• Task material:
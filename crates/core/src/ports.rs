//! Channel F I/O ports.
//!
//! The console communicates with 256 addressable I/O ports through its OUT(S)
//! and IN(S) instructions. A handful belong to the console itself (CPU/PSU,
//! 3850/3853 registers); the cartridge is free to claim the rest. This module
//! provides the port table the ROMC dispatcher indexes plus the peripherals
//! this firmware can install behind it.
//!
//! # Port assignments
//!
//! | Port | Device            | Description |
//! |------|-------------------|-------------|
//! | 0x00 | CPU               | buttons and video RAM |
//! | 0x01 | CPU               | right controller and pixel palette |
//! | 0x04 | PSU               | left controller and horizontal video position |
//! | 0x05 | PSU               | sound and vertical video position |
//! | 0x0C | 3853 SMI          | programmable interrupt vector (upper byte) |
//! | 0x0D | 3853 SMI          | programmable interrupt vector (lower byte) |
//! | 0x0E | 3853 SMI          | interrupt control port |
//! | 0x0F | 3853 SMI          | programmable timer |
//! | 0x20 | Videocart 18      | 2102 SRAM |
//! | 0x21 | Videocart 18      | 2102 SRAM |
//! | 0x24 | Videocart 10      | 2102 SRAM |
//! | 0x25 | Videocart 10      | 2102 SRAM |
//!
//! Flashcart-only devices:
//!
//! | Port | Device            | Description |
//! |------|-------------------|-------------|
//! | 0x08 | Flashcart         | random number generator |
//! | 0x09 | Flashcart         | data stack |
//! | 0x0A | Flashcart         | return stack |
//! | 0xFF | Flashcart         | launcher (menu/load control) |

use std::cell::{Cell, RefCell};
use std::rc::Rc;

use serde::{Deserialize, Serialize};

use crate::file_cache::DirectoryCache;
use crate::hal::EntropySource;
use crate::logging::{log, LogCategory, LogLevel};
use crate::memory::AttributedMemory;

/// Base of the default RAM window; the menu program lives off this.
pub const SRAM_START_ADDR: u16 = 0x2800;

/// Port address of the Launcher.
pub const LAUNCHER_PORT: u8 = 0xFF;

/// Flashcart random number generator port.
pub const RNG_PORT: u8 = 0x08;

/// Flashcart data stack port.
pub const DATA_STACK_PORT: u8 = 0x09;

/// Flashcart return stack port.
pub const RETURN_STACK_PORT: u8 = 0x0A;

/// Where the Launcher stages file titles for the menu program.
pub const TITLE_STAGING_ADDR: u16 = SRAM_START_ADDR + 2;

/// An emulated I/O port device.
///
/// `write` receives the attributed memory because some devices (the
/// Launcher) respond by staging bytes into emulated RAM.
pub trait IoPort {
    fn read(&mut self) -> u8;
    fn write(&mut self, data: u8, memory: &mut AttributedMemory);
}

/// A mapping from port addresses to I/O port devices.
///
/// Dense 256-slot table, directly indexed by the dispatcher. Slots are
/// populated by the loader and dropped wholesale before the next image
/// installs its own set.
pub struct PortTable {
    slots: [Option<Box<dyn IoPort>>; 256],
}

impl Default for PortTable {
    fn default() -> Self {
        Self::new()
    }
}

impl PortTable {
    pub fn new() -> Self {
        Self {
            slots: std::array::from_fn(|_| None),
        }
    }

    /// Drop every installed peripheral.
    pub fn clear(&mut self) {
        for slot in self.slots.iter_mut() {
            *slot = None;
        }
    }

    /// Install a device at a port address, replacing any previous occupant.
    pub fn install(&mut self, address: u8, port: Box<dyn IoPort>) {
        self.slots[address as usize] = Some(port);
    }

    pub fn is_installed(&self, address: u8) -> bool {
        self.slots[address as usize].is_some()
    }

    /// Read from the port at `address`. `None` if the slot is empty, in
    /// which case the data bus must not be driven.
    #[inline]
    pub fn read(&mut self, address: u8) -> Option<u8> {
        self.slots[address as usize].as_mut().map(|port| port.read())
    }

    /// Write to the port at `address`; a no-op on an empty slot.
    #[inline]
    pub fn write(&mut self, address: u8, data: u8, memory: &mut AttributedMemory) {
        if let Some(port) = self.slots[address as usize].as_mut() {
            port.write(data, memory);
        }
    }
}

mod serde_arrays {
    //! Serde support for fixed arrays past serde's built-in 32-element limit.

    use serde::de::Error;
    use serde::{Deserialize, Deserializer, Serialize, Serializer};

    pub fn serialize<S, const N: usize>(arr: &[u8; N], serializer: S) -> Result<S::Ok, S::Error>
    where
        S: Serializer,
    {
        arr.as_slice().serialize(serializer)
    }

    pub fn deserialize<'de, D, const N: usize>(deserializer: D) -> Result<[u8; N], D::Error>
    where
        D: Deserializer<'de>,
    {
        let bytes = Vec::<u8>::deserialize(deserializer)?;
        let len = bytes.len();
        bytes
            .try_into()
            .map_err(|_| D::Error::custom(format!("expected {} bytes, got {}", N, len)))
    }
}

/// The shared guts of a 2102 SRAM: 1024 bits plus the two shadow ports.
///
/// The real IC is one chip wired to two port addresses, so both `Sram2102`
/// handles reference a single instance of this state.
#[derive(Debug, Clone, Serialize, Deserialize)]
pub struct SramChip {
    #[serde(with = "serde_arrays")]
    bits: [u8; 128],
    port_a: u8,
    port_b: u8,
    address: u16,
}

impl Default for SramChip {
    fn default() -> Self {
        Self {
            bits: [0; 128],
            port_a: 0,
            port_b: 0,
            address: 0,
        }
    }
}

impl SramChip {
    const OUT_FLAG: u8 = 0x80;
    const IN_FLAG: u8 = 0x08;
    const ADDR_MASK: u8 = 0x06;
    const WRITE_FLAG: u8 = 0x01;

    fn bit(&self, address: u16) -> bool {
        let address = address as usize;
        self.bits[address >> 3] & (1 << (address & 7)) != 0
    }

    fn set_bit(&mut self, address: u16, value: bool) {
        let address = address as usize;
        let mask = 1u8 << (address & 7);
        if value {
            self.bits[address >> 3] |= mask;
        } else {
            self.bits[address >> 3] &= !mask;
        }
    }

    /// Latch a byte into one of the shadow ports and clock the chip.
    ///
    /// The order is the observable contract: store the shadow port, derive
    /// the 10-bit address, perform the conditional write, then refresh the
    /// OUT bit from the addressed cell.
    fn latch(&mut self, port_index: u8, data: u8) {
        if port_index != 0 {
            self.port_b = data;
        } else {
            self.port_a = data & 0x0F;
        }

        self.address = (u16::from(self.port_a & Self::ADDR_MASK) << 7) | u16::from(self.port_b);
        if self.port_a & Self::WRITE_FLAG != 0 {
            self.set_bit(self.address, self.port_a & Self::IN_FLAG != 0);
        }
        let out = u8::from(self.bit(self.address)) << 7;
        self.port_a = out | (self.port_a & !Self::OUT_FLAG);
    }
}

/// One port-address handle onto a shared 2102 SRAM IC.
///
/// The 2102 is an asynchronous 1024 x 1-bit static RAM, used by Videocart 10
/// (Maze) and 18 (Hangman). Data is normally written while the read/WRITE
/// pin is low, but the ports invert the signal, so this emulation writes
/// while it is high.
///
/// # Port bit assignments, as emulated
///
/// | Bits | Port A            |
/// |------|-------------------|
/// | 7    | OUT (data out)    |
/// | 3    | IN (data in)      |
/// | 2..1 | address bits 9..8 |
/// | 0    | R/W               |
///
/// Port B carries address bits 7..0, giving
/// `address = ((A & 0x06) << 7) | B`.
pub struct Sram2102 {
    port_index: u8,
    chip: Rc<RefCell<SramChip>>,
}

impl Sram2102 {
    /// `port_index` 0 is the control/data port (A), 1 the address port (B).
    pub fn new(port_index: u8, chip: Rc<RefCell<SramChip>>) -> Self {
        Self { port_index, chip }
    }
}

impl IoPort for Sram2102 {
    fn read(&mut self) -> u8 {
        let chip = self.chip.borrow();
        if self.port_index != 0 {
            chip.port_b
        } else {
            chip.port_a
        }
    }

    fn write(&mut self, data: u8, _memory: &mut AttributedMemory) {
        self.chip.borrow_mut().latch(self.port_index, data);
    }
}

/// A shared handle onto the board's entropy source.
pub type SharedEntropy = Rc<RefCell<dyn EntropySource>>;

/// An I/O port pseudo random number generator.
///
/// Reads run a fast multiply-with-carry generator; writes shift seed bytes
/// into the 64-bit state. The power-on seed comes from the hardware entropy
/// source through an FNV-1a randomness extractor.
pub struct Random {
    z: u32,
    w: u32,
    entropy: SharedEntropy,
}

impl Random {
    // Two distinct 16-bit constants for which both k*2^16-1 and k*2^15-1 are
    // prime (Marsaglia's MWC criteria).
    const Z_CONST: u32 = 30135;
    const W_CONST: u32 = 18513;

    pub fn new(entropy: SharedEntropy) -> Self {
        let (z, w) = {
            let mut source = entropy.borrow_mut();
            (Self::extract32(&mut *source), Self::extract32(&mut *source))
        };
        Self { z, w, entropy }
    }

    /// Condense 64 raw entropy bits into 32 via a FNV-1a hash.
    ///
    /// The raw bit stream is somewhat biased and periodic when sampled
    /// rapidly, so it is never used directly.
    fn extract32(source: &mut dyn EntropySource) -> u32 {
        let mut hash: u32 = 0x811c_9dc5; // FNV offset basis
        for _ in 0..8 {
            let mut byte: u8 = 0;
            for _ in 0..8 {
                byte = (byte << 1) | u8::from(source.random_bit());
            }
            hash ^= u32::from(byte);
            hash = hash.wrapping_mul(0x0100_0193); // FNV prime
        }
        hash
    }

    /// Advance the multiply-with-carry state and produce the next 32 bits.
    fn next32(&mut self) -> u32 {
        self.z = Self::Z_CONST * (self.z & 0xFFFF) + (self.z >> 16);
        self.w = Self::W_CONST * (self.w & 0xFFFF) + (self.w >> 16);
        (self.z << 16) + (self.w & 0xFFFF)
    }
}

impl IoPort for Random {
    fn read(&mut self) -> u8 {
        let value = self.next32();
        // XOR-fold 32 bits into 8
        ((value >> 8) ^ value) as u8
    }

    /// Shift a seed byte into the 64-bit state from the low side.
    ///
    /// The state must never be all zero, so shifting in eight zeros forces a
    /// re-seed from the entropy source. Guests use this to switch between
    /// deterministic and non-deterministic sequences.
    fn write(&mut self, data: u8, _memory: &mut AttributedMemory) {
        self.z = (self.z << 8) | (self.w >> 24);
        self.w = (self.w << 8) | u32::from(data);

        if self.w == 0 {
            self.w = Self::extract32(&mut *self.entropy.borrow_mut());
        }
    }
}

// Must be a power of two
const STACK_SIZE: usize = 2048;

/// An I/O port full-descending hardware stack.
///
/// Writes push, reads pop. The pointer free-runs and is masked on use, so
/// the buffer is circular and overflow is silent.
#[derive(Debug, Clone, Serialize, Deserialize)]
pub struct HardwareStack {
    #[serde(with = "serde_arrays")]
    data: [u8; STACK_SIZE],
    pointer: u16,
}

impl HardwareStack {
    pub fn new() -> Self {
        Self {
            data: [0; STACK_SIZE],
            pointer: STACK_SIZE as u16 - 1,
        }
    }
}

impl Default for HardwareStack {
    fn default() -> Self {
        Self::new()
    }
}

impl IoPort for HardwareStack {
    fn read(&mut self) -> u8 {
        let value = self.data[(self.pointer as usize) & (STACK_SIZE - 1)];
        self.pointer = self.pointer.wrapping_add(1);
        value
    }

    fn write(&mut self, data: u8, _memory: &mut AttributedMemory) {
        self.pointer = self.pointer.wrapping_sub(1);
        self.data[(self.pointer as usize) & (STACK_SIZE - 1)] = data;
    }
}

/// The menu/load control port.
///
/// A menu program running on the console talks to this port to walk the
/// directory snapshot and request a new image load.
///
/// # Commands (OUT 0xFF)
///
/// | Byte | Action      | Effect |
/// |------|-------------|--------|
/// | 0x01 | Next file   | advance the cursor, stage the new title |
/// | 0x02 | Select      | request a load if the entry is a file |
/// | 0x04 | Prev file   | retreat the cursor, stage the new title |
/// | 0x08 | None active | stage the current title on the first idle frame |
///
/// Commands act on *change* only: the controller is polled every frame, so a
/// held button repeats the same byte and must not repeat the action.
pub struct Launcher {
    files: Rc<DirectoryCache>,
    cursor: Rc<Cell<u16>>,
    load_request: Rc<Cell<Option<u16>>>,
    previous_command: u8,
}

impl Launcher {
    const NEXT_FLAG: u8 = 0x01;
    const SELECT_FLAG: u8 = 0x02;
    const PREV_FLAG: u8 = 0x04;
    const NONE_FLAG: u8 = 0x08;

    /// `cursor` and `load_request` are shared with the owner so the menu
    /// position survives reloads and the loader can pick up the request.
    pub fn new(
        files: Rc<DirectoryCache>,
        cursor: Rc<Cell<u16>>,
        load_request: Rc<Cell<Option<u16>>>,
    ) -> Self {
        Self {
            files,
            cursor,
            load_request,
            previous_command: 0,
        }
    }

    /// Stage a title into the menu's staging area in emulated RAM:
    /// 32 bytes, space-padded, then a NUL.
    fn stage_title(memory: &mut AttributedMemory, title: &[u8]) {
        let mut staged = [b' '; 33];
        let len = title.len().min(32);
        staged[..len].copy_from_slice(&title[..len]);
        staged[32] = 0;
        memory.blit(TITLE_STAGING_ADDR, &staged);
    }

    fn stage_current(&self, memory: &mut AttributedMemory) {
        if let Some(record) = self.files.get(self.cursor.get()) {
            Self::stage_title(memory, &record.title);
        }
    }
}

impl IoPort for Launcher {
    fn read(&mut self) -> u8 {
        0xFF
    }

    fn write(&mut self, command: u8, memory: &mut AttributedMemory) {
        if command != self.previous_command {
            if self.files.is_empty() {
                Self::stage_title(memory, b"No Data");
            } else {
                match command {
                    Self::NEXT_FLAG => {
                        let index = self.cursor.get();
                        if index != self.files.len() - 1 {
                            self.cursor.set(index + 1);
                        }
                        self.stage_current(memory);
                    }
                    Self::PREV_FLAG => {
                        let index = self.cursor.get();
                        if index != 0 {
                            self.cursor.set(index - 1);
                        }
                        self.stage_current(memory);
                    }
                    Self::SELECT_FLAG => {
                        let index = self.cursor.get();
                        if self.files.get(index).is_some_and(|record| record.is_file) {
                            log(LogCategory::Ports, LogLevel::Info, || {
                                format!("launcher: select entry {}", index)
                            });
                            self.load_request.set(Some(index));
                        }
                    }
                    Self::NONE_FLAG => {
                        if self.previous_command == 0 {
                            self.stage_current(memory);
                        }
                    }
                    _ => {}
                }
            }
        }
        self.previous_command = command;
    }
}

• Problem description: Look above for the line containing "rest. This module" and the line containing "return stack |". Transcribe both, with the lines between them, exactly.

• Exercise solution:
//! 3850/3853 registers); the cartridge is free to claim the rest. This module
//! provides the port table the ROMC dispatcher indexes plus the peripherals
//! this firmware can install behind it.
//!
//! # Port assignments
//!
//! | Port | Device            | Description |
//! |------|-------------------|-------------|
//! | 0x00 | CPU               | buttons and video RAM |
//! | 0x01 | CPU               | right controller and pixel palette |
//! | 0x04 | PSU               | left controller and horizontal video position |
//! | 0x05 | PSU               | sound and vertical video position |
//! | 0x0C | 3853 SMI          | programmable interrupt vector (upper byte) |
//! | 0x0D | 3853 SMI          | programmable interrupt vector (lower byte) |
//! | 0x0E | 3853 SMI          | interrupt control port |
//! | 0x0F | 3853 SMI          | programmable timer |
//! | 0x20 | Videocart 18      | 2102 SRAM |
//! | 0x21 | Videocart 18      | 2102 SRAM |
//! | 0x24 | Videocart 10      | 2102 SRAM |
//! | 0x25 | Videocart 10      | 2102 SRAM |
//!
//! Flashcart-only devices:
//!
//! | Port | Device            | Description |
//! |------|-------------------|-------------|
//! | 0x08 | Flashcart         | random number generator |
//! | 0x09 | Flashcart         | data stack |
//! | 0x0A | Flashcart         | return stack |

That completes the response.